Why does self-concept matter?
Self-concept, otherwise known as self-perception, is the way a consumer views themselves. In the world of marketing, this is crucial for a brand to consider as it allows them to see how their image, product, and service can alter this perception.
Generally, consumers will feel more drawn to brands that reinforce their vision of themselves, for example sophisticated, intelligent, or attractive - which contributes to the success of behaviour marketing.
"Across four studies, behaviourally targeted ads lead consumers to make adjustments to their self-perceptions to match the implied label; these self-perceptions then impact behaviour including purchase intentions for the advertised product and other behaviours related to the implied label." Oxford Academic
Therefore, when a consumer is targeted by ads which imply something about who they are, or who they believe they are, they are more likely to try and live up to the label and as a result, buy into the product or service.
What impact can behavioural marketing have?

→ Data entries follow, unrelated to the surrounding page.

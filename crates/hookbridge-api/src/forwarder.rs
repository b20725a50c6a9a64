// Event delivery sinks
//
// Two delivery modes behind one trait: LogSink writes the structured event
// to the log (the original log-only behavior), HttpForwarder POSTs it to
// the configured collector with a bounded timeout. Exactly one delivery
// attempt per event, no retry, no queue; the caller absorbs failures.

use async_trait::async_trait;
use reqwest::Client;
use std::time::Duration;
use thiserror::Error;

use hookbridge_core::StructuredEvent;

/// Outbound request timeout. The only cancellation mechanism for delivery.
const FORWARD_TIMEOUT: Duration = Duration::from_secs(5);

/// Header echoing the event subtype on forwarded requests
pub const EVENT_SUBTYPE_HEADER: &str = "x-webhook-event";

/// Delivery failures. Never surfaced to the inbound sender.
#[derive(Debug, Error)]
pub enum SinkError {
    /// Connection, DNS, or timeout failure
    #[error("forward request failed: {0}")]
    Http(#[from] reqwest::Error),

    /// The collector answered outside the 2xx range
    #[error("destination returned status {0}")]
    Status(u16),

    /// Event could not be serialized
    #[error("event serialization failed: {0}")]
    Serialize(#[from] serde_json::Error),
}

/// Destination for structured events
#[async_trait]
pub trait EventSink: Send + Sync {
    /// Attempt exactly one delivery of the event
    async fn deliver(&self, event: &StructuredEvent) -> Result<(), SinkError>;

    /// Human-readable mode name, reported by /health
    fn mode(&self) -> &'static str;
}

/// Log-only sink: serializes the event and writes it to the log instead
/// of a downstream collector
pub struct LogSink;

#[async_trait]
impl EventSink for LogSink {
    async fn deliver(&self, event: &StructuredEvent) -> Result<(), SinkError> {
        let rendered = serde_json::to_string_pretty(event)?;
        tracing::info!(
            event_id = %event.event_id,
            subtype = %event.event_subtype,
            "structured event (log-only mode):\n{rendered}"
        );
        Ok(())
    }

    fn mode(&self) -> &'static str {
        "log-only"
    }
}

/// HTTP forwarder: one POST per event to the configured collector
pub struct HttpForwarder {
    client: Client,
    destination: String,
}

impl HttpForwarder {
    /// Create a forwarder for the given destination URL
    pub fn new(destination: String) -> Result<Self, SinkError> {
        let client = Client::builder().timeout(FORWARD_TIMEOUT).build()?;
        Ok(Self {
            client,
            destination,
        })
    }
}

#[async_trait]
impl EventSink for HttpForwarder {
    async fn deliver(&self, event: &StructuredEvent) -> Result<(), SinkError> {
        let response = self
            .client
            .post(&self.destination)
            .header(EVENT_SUBTYPE_HEADER, &event.event_subtype)
            .json(event)
            .send()
            .await?;

        let status = response.status();
        if !status.is_success() {
            return Err(SinkError::Status(status.as_u16()));
        }

        tracing::debug!(
            event_id = %event.event_id,
            destination = %self.destination,
            status = status.as_u16(),
            "structured event forwarded"
        );
        Ok(())
    }

    fn mode(&self) -> &'static str {
        "forward"
    }
}

#[cfg(test)]
mod tests {
    use super::*;
    use hookbridge_core::{build_event, CaptureContext};
    use serde_json::json;

    fn sample_event() -> StructuredEvent {
        build_event("push", &json!({}), &CaptureContext::default())
    }

    #[tokio::test]
    async fn test_log_sink_always_succeeds() {
        let sink = LogSink;
        assert!(sink.deliver(&sample_event()).await.is_ok());
        assert_eq!(sink.mode(), "log-only");
    }

    #[tokio::test]
    async fn test_http_forwarder_unreachable_destination_errors() {
        // Reserved TEST-NET-1 address, nothing listens there
        let sink = HttpForwarder::new("http://192.0.2.1:9/collect".to_string()).unwrap();
        let result = sink.deliver(&sample_event()).await;

        assert!(matches!(result, Err(SinkError::Http(_))));
        assert_eq!(sink.mode(), "forward");
    }
}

Behavioural marketing is a strategy whereby consumers are targeted based on their behaviours and actions instead of their demographic, occupation, or other less personalised metrics. This has proven successful as brands will be reaching consumers based on genuine interests they have shown. Brands that make the most of this opportunity will always win, as their marketing will be more targeted and personalised, providing consumers with exactly what they want.
Another key benefit studies have found, is that targeting consumers based on their behaviour can also alter that consumers’ perception of themselves, which can lead to more conversions. In a nutshell, when a consumer sees an ad that is targeted towards them by implying something about who they are, they will feel encouraged to adopt those values.
CLICKON Social Labs conducted two polls, questioning in total 251 participants from two different age groups, to investigate further into self-concept and the part it plays towards effective advertising.
Which gender and which age group see their level of intelligence closest to the benchmark?
What could be the reason behind their potentially inflated self-concept?
Males vs. Females
Across all four intelligence percentiles, the men show significantly higher results than the women. This figure almost doubles for men across the first three categories.
10% of males aged 25 and above believe that they are in the top 1%, whereas just 1% of women of the same age believe they fit into this group. This is similarly noted in the top 5% category - 24% of men across both age groups believe they form the top 5%, but the figures for women are less than half the men.
The key takeaway point for this, regardless of gender, is that both groups believe they are smarter than the benchmark. So, as a marketer, there is no need to alter advertising strategies to what a brand believes this audience is capable of. They should be treated as though they are in the top 5%, or 25%, because that’s where they think they are, and this self-concept will reflect on their perception of a brand.
18-24 yrs vs. 25+ yrs
Across the percentiles, the difference between male age groups does not vary when determining which intelligence category they fall into. However, for women there is a more notable difference in the top 50% group, that shows 73% of 18-24 year-old women compared to 55% of 25+ year-olds as having high self-perceptions. This is the biggest gap across both genders and age groups in every percentile.
A trend is evident across each percentile, as the majority of 25+ year-olds are slightly closer to the benchmark in view of their intelligence. A reason for this could, quite simply, be down to an increase in experience with age, and an overall understanding of their place in intellectual percentiles.
These insights are important for marketers because, when combined with behaviour marketing, it can allow them to interpret how their audiences’ self-concept maps onto their brand and what affects their perception of a brand.
Consumers will be attracted to brands that reinforce their self-concept, for example, high intelligence. A clear route forward is to cater to this vision - advertise in line with the audiences’ belief that they are in the top 5% intellectually, even if in an objective assessment, they are (only just) in the top 50%.